== Segment start ==
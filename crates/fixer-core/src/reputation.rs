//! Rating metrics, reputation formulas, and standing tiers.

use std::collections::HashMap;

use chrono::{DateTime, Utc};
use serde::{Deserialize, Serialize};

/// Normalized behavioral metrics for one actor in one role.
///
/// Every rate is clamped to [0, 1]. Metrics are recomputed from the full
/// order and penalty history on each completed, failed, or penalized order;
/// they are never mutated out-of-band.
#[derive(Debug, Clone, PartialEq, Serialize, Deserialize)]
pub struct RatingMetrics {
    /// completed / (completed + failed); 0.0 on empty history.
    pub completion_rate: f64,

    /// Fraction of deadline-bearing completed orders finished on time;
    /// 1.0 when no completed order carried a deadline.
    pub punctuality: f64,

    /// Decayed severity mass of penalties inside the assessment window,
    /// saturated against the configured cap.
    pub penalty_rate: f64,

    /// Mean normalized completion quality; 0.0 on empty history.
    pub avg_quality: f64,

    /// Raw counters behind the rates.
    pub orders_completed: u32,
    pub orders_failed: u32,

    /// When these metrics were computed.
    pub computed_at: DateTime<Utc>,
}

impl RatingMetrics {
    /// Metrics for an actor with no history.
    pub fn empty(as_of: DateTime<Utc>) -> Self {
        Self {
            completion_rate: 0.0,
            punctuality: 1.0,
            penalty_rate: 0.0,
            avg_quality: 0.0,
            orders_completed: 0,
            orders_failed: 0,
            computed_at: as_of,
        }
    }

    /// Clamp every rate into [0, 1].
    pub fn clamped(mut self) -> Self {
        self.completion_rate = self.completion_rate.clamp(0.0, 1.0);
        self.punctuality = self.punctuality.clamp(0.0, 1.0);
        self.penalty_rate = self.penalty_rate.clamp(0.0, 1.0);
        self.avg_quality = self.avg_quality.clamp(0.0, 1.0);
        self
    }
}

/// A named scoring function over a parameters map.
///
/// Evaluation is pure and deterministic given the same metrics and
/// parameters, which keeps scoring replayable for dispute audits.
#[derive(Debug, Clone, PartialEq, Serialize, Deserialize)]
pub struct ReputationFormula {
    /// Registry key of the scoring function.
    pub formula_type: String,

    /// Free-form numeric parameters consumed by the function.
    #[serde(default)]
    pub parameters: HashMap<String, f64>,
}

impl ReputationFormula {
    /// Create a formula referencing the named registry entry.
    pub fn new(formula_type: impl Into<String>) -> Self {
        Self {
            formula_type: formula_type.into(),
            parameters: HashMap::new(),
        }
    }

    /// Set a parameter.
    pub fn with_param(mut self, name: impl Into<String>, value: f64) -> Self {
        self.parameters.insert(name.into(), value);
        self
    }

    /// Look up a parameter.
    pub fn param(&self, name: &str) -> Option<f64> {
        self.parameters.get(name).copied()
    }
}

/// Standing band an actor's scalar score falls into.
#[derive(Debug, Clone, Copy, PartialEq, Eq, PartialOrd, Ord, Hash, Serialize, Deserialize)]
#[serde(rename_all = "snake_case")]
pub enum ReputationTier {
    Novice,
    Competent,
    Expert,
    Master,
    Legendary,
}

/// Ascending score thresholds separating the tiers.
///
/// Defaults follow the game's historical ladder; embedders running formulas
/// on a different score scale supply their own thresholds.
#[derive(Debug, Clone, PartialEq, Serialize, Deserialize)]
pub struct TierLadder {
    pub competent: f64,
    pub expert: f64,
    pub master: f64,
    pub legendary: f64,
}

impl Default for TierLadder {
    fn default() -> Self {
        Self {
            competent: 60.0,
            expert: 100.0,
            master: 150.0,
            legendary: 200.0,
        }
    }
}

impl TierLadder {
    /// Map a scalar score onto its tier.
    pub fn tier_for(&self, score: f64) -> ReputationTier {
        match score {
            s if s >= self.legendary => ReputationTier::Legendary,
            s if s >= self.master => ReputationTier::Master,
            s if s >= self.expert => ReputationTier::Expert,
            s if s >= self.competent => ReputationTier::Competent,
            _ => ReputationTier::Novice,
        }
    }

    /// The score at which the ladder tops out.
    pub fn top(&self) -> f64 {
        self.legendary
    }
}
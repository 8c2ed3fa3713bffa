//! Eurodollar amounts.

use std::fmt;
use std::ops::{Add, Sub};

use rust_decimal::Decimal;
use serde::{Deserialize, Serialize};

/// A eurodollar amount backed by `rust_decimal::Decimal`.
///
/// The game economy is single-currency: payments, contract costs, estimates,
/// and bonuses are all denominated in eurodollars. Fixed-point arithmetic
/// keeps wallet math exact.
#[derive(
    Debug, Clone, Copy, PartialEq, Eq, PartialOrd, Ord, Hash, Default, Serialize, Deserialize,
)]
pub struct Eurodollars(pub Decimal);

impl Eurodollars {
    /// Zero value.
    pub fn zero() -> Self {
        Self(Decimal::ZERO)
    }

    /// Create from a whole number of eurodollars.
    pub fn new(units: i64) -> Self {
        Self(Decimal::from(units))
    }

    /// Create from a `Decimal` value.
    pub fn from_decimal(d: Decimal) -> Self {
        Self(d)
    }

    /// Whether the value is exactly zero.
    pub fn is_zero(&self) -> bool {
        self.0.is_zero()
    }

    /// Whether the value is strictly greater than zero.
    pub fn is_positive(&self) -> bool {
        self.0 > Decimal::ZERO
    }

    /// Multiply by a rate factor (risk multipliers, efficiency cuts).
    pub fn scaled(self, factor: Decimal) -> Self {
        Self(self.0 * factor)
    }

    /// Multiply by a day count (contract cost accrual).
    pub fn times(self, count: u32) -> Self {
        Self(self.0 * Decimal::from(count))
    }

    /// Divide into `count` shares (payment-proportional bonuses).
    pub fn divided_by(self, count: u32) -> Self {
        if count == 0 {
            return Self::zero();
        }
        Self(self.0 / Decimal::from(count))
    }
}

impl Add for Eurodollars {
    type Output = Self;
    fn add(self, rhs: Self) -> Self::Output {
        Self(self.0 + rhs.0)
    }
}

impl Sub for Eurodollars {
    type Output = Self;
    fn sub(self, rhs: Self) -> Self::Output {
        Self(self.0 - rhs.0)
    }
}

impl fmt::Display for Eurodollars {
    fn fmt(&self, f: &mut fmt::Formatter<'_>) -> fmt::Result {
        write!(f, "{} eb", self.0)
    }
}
== Segment end ==
In the listing above, locate the line with "into [0, 1]." and the line with "pub fn with_param(mut", then extract exactly those lines and every line between them, and nothing more.

    /// Clamp every rate into [0, 1].
    pub fn clamped(mut self) -> Self {
        self.completion_rate = self.completion_rate.clamp(0.0, 1.0);
        self.punctuality = self.punctuality.clamp(0.0, 1.0);
        self.penalty_rate = self.penalty_rate.clamp(0.0, 1.0);
        self.avg_quality = self.avg_quality.clamp(0.0, 1.0);
        self
    }
}

/// A named scoring function over a parameters map.
///
/// Evaluation is pure and deterministic given the same metrics and
/// parameters, which keeps scoring replayable for dispute audits.
#[derive(Debug, Clone, PartialEq, Serialize, Deserialize)]
pub struct ReputationFormula {
    /// Registry key of the scoring function.
    pub formula_type: String,

    /// Free-form numeric parameters consumed by the function.
    #[serde(default)]
    pub parameters: HashMap<String, f64>,
}

impl ReputationFormula {
    /// Create a formula referencing the named registry entry.
    pub fn new(formula_type: impl Into<String>) -> Self {
        Self {
            formula_type: formula_type.into(),
            parameters: HashMap::new(),
        }
    }

    /// Set a parameter.
    pub fn with_param(mut self, name: impl Into<String>, value: f64) -> Self {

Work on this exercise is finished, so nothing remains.